**** Supplied data
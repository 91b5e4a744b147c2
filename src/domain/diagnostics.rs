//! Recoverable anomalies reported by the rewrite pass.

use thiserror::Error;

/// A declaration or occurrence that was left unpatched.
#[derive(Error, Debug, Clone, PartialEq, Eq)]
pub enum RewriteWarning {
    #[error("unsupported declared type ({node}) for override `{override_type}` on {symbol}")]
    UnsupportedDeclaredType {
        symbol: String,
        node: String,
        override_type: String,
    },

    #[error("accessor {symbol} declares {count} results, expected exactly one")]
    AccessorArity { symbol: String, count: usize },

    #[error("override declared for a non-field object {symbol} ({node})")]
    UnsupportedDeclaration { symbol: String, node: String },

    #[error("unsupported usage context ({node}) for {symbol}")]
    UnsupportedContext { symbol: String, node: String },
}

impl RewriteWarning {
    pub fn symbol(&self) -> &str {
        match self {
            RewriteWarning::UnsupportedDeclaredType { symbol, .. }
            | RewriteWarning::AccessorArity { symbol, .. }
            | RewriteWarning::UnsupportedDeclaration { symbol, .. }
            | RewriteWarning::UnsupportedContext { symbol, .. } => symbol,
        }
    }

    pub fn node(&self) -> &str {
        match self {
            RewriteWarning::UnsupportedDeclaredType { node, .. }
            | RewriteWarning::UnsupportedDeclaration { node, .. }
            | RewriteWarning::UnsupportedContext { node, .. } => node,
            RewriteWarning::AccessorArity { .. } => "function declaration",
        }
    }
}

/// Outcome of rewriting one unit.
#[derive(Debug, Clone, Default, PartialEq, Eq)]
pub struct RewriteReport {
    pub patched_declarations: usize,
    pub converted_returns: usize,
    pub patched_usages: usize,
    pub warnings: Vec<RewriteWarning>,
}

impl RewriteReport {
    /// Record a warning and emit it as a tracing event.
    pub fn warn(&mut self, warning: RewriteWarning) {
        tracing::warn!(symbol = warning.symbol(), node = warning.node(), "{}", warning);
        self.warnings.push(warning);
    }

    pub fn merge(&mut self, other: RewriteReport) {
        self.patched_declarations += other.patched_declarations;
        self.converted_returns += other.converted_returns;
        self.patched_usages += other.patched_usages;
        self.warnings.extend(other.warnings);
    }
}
********
Prompt:
The data above must be reproduced in full, exactly as given.

Exercise response:
repository 91b5e4a744b147c2
filename src/domain/diagnostics.rs
//! Recoverable anomalies reported by the rewrite pass.

use thiserror::Error;

/// A declaration or occurrence that was left unpatched.
#[derive(Error, Debug, Clone, PartialEq, Eq)]
pub enum RewriteWarning {
    #[error("unsupported declared type ({node}) for override `{override_type}` on {symbol}")]
    UnsupportedDeclaredType {
        symbol: String,
        node: String,
        override_type: String,
    },

    #[error("accessor {symbol} declares {count} results, expected exactly one")]
    AccessorArity { symbol: String, count: usize },

    #[error("override declared for a non-field object {symbol} ({node})")]
    UnsupportedDeclaration { symbol: String, node: String },

    #[error("unsupported usage context ({node}) for {symbol}")]
    UnsupportedContext { symbol: String, node: String },
}

impl RewriteWarning {
    pub fn symbol(&self) -> &str {
        match self {
            RewriteWarning::UnsupportedDeclaredType { symbol, .. }
            | RewriteWarning::AccessorArity { symbol, .. }
            | RewriteWarning::UnsupportedDeclaration { symbol, .. }
            | RewriteWarning::UnsupportedContext { symbol, .. } => symbol,
        }
    }

    pub fn node(&self) -> &str {
        match self {
            RewriteWarning::UnsupportedDeclaredType { node, .. }
            | RewriteWarning::UnsupportedDeclaration { node, .. }
            | RewriteWarning::UnsupportedContext { node, .. } => node,
            RewriteWarning::AccessorArity { .. } => "function declaration",
        }
    }
}

/// Outcome of rewriting one unit.
#[derive(Debug, Clone, Default, PartialEq, Eq)]
pub struct RewriteReport {
    pub patched_declarations: usize,
    pub converted_returns: usize,
    pub patched_usages: usize,
    pub warnings: Vec<RewriteWarning>,
}

impl RewriteReport {
    /// Record a warning and emit it as a tracing event.
    pub fn warn(&mut self, warning: RewriteWarning) {
        tracing::warn!(symbol = warning.symbol(), node = warning.node(), "{}", warning);
        self.warnings.push(warning);
    }

    pub fn merge(&mut self, other: RewriteReport) {
        self.patched_declarations += other.patched_declarations;
        self.converted_returns += other.converted_returns;
        self.patched_usages += other.patched_usages;
        self.warnings.extend(other.warnings);
    }
}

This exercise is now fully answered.